ときどきの雑記帖 RE* (新南口)

変更履歴

June 21, 2020

grep の -l オプション (一覧表示) と -v (条件反転) オプションを併用すると死ぬ - Qiita という記事に

おそらく grep 作者としては

「-vl の動きは直感的じゃないから直したいけど破壊的変更になっちゃうから -L 新しく作っておくか〜」

といったところでしょう。歴史は特に調べてないので知りませんが…
（もし興味ある方がいらっしゃいましたら調べてコメントしていただけると嬉しいです）

とあったのが(「そりゃちがうだろう」という方向で)気になったのでちょっと調べた。

まずはドキュメントから

「仕様バグ」ってことはないと思うけど、「-l -v を組み合わせたときの動作を勘違いする人が少なからずいるので GNU grep では -L を追加した」という話を聞いた覚えがあったので記憶をたどりながらちょっと調べてみた。

まずはGNU grep のソースのtar玉に同梱のドキュメント (grep.texi\doc - grep.git - grep) を見ると FAQ にこんな記述があった。

Why doesn’t @samp{grep -lv} print non-matching file names?

@samp{grep -lv} lists the names of all files containing one or more lines that do not match. To list the names of all files that contain no matching lines, use the @option{-L} or @option{–files-without-match} option.

FAQにあるということは、まあそういうことなんでしょうねえ。

そもそも -v とか -l ってどんなオプションだっけ?

POSIX 的には -L はないけど -l と -v はあって (grep)、それぞれ

-l
(The letter ell.) Write only the names of files containing selected lines to standard output.
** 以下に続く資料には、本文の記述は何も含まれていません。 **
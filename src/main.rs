use std::env;
use std::path::PathBuf;
use std::sync::Arc;

use tokio::io::{AsyncBufReadExt, BufReader};
use tokio::sync::mpsc;
use tracing::info;
use tracing_subscriber::EnvFilter;

use soundbott::bot;
use soundbott::bot::chat_event::chat_event::ChatMessage;
use soundbott::bot::player::player::{FolderPlayer, SpeechLog};
use soundbott::{AppState, BotResult};

#[tokio::main]
async fn main() -> BotResult<()> {
    dotenvy::dotenv().ok();
    tracing_subscriber::fmt()
        .with_env_filter(EnvFilter::from_default_env())
        .init();

    let channel = env::var("SOUNDBOTT_CHANNEL").unwrap_or_else(|_| "soundbott".into());
    let data_dir = PathBuf::from(env::var("SOUNDBOTT_DATA_DIR").unwrap_or_else(|_| "data".into()));
    let sounds_dir =
        PathBuf::from(env::var("SOUNDBOTT_SOUNDS_DIR").unwrap_or_else(|_| "sounds".into()));

    std::fs::create_dir_all(&sounds_dir)?;
    let player = Arc::new(FolderPlayer::scan(&sounds_dir)?);
    let state = Arc::new(AppState::open(
        &channel,
        &data_dir,
        player,
        Arc::new(SpeechLog),
    )?);

    let (tx, rx) = mpsc::unbounded_channel();

    // Local chat frontend: one "name: message" pair per stdin line. A real
    // transport would feed the same channel.
    tokio::spawn(async move {
        let mut lines = BufReader::new(tokio::io::stdin()).lines();
        while let Ok(Some(line)) = lines.next_line().await {
            let Some((user, text)) = line.split_once(':') else {
                continue;
            };
            let msg = ChatMessage {
                user: user.trim().to_string(),
                text: text.trim().to_string(),
            };
            if tx.send(msg).is_err() {
                break;
            }
        }
    });

    info!(%channel, "soundbott is up");
    bot::run_event_loop(state, rx).await;

    Ok(())
}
Pathnames shall be written once per file searched.

-v
Select lines not matching any of the specified patterns. If the -v option is not specified, selected lines shall be those that match any of the specified patterns.
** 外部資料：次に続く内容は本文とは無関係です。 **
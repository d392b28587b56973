use std::time::Duration;

use serde::{Deserialize, Serialize};

use crate::bot::state::def::CooldownTable;

/// Which half of a sound's cooldown record an operation touches.
#[derive(Clone, Copy, Debug, PartialEq, Eq)]
pub enum CooldownField {
    PerUser,
    PerSound,
}

/// Dual cooldown window for one sound, stored as milliseconds on disk.
#[derive(Clone, Copy, Debug, Default, PartialEq, Eq, Deserialize, Serialize)]
pub struct Cooldown {
    #[serde(with = "serde_millis")]
    pub per_user: Duration,
    #[serde(with = "serde_millis")]
    pub per_sound: Duration,
}

impl Cooldown {
    fn field_mut(&mut self, field: CooldownField) -> &mut Duration {
        match field {
            CooldownField::PerUser => &mut self.per_user,
            CooldownField::PerSound => &mut self.per_sound,
        }
    }

    pub fn is_empty(&self) -> bool {
        self.per_user.is_zero() && self.per_sound.is_zero()
    }
}

/// Sets one field of a sound's record, keeping the other field from the
/// existing record (zero when the sound had none). The table is sparse:
/// a record whose fields are both zero is dropped instead of stored.
pub fn set(mut table: CooldownTable, sound: &str, field: CooldownField, window: Duration) -> CooldownTable {
    let mut record = table.get(sound).copied().unwrap_or_default();
    *record.field_mut(field) = window;

    if record.is_empty() {
        table.remove(sound);
    } else {
        table.insert(sound.to_owned(), record);
    }

    table
}

/// Zeroes one field, deleting the record entirely once both fields are
/// zero. A sound with no record is left alone.
pub fn clear(table: CooldownTable, sound: &str, field: CooldownField) -> CooldownTable {
    if !table.contains_key(sound) {
        return table;
    }
    set(table, sound, field, Duration::ZERO)
}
先の記事にあった数式はよくわからんけど、-v は与えたパターンにマッチしなかった行を出力する -l は出力する内容を条件を満たした行からファイルの名前にすりかえる(ただし出力するのは一回だけ) ということでそれは現状の動作と問題なく一致するし、やはり「仕様バグ」にはならないんじゃないか?。

もちろんそれと、現行の -L で行うようなオペレーションのニーズがあり、それが -l -v の組み合わせでは (できそうな気もするけど)できない。というのは仕様云々とは別の話。

-L が追加されたのはいつのこと?

いつごろ－L が追加されたのかを同じくGNU grep のtar玉のNEWS から

Version 2.0 のところに

There is a new option, -L, which is like -l except it lists files which don’t contain matches. The reason this option was added is because ‘-l -v’ doesn’t do what you expect.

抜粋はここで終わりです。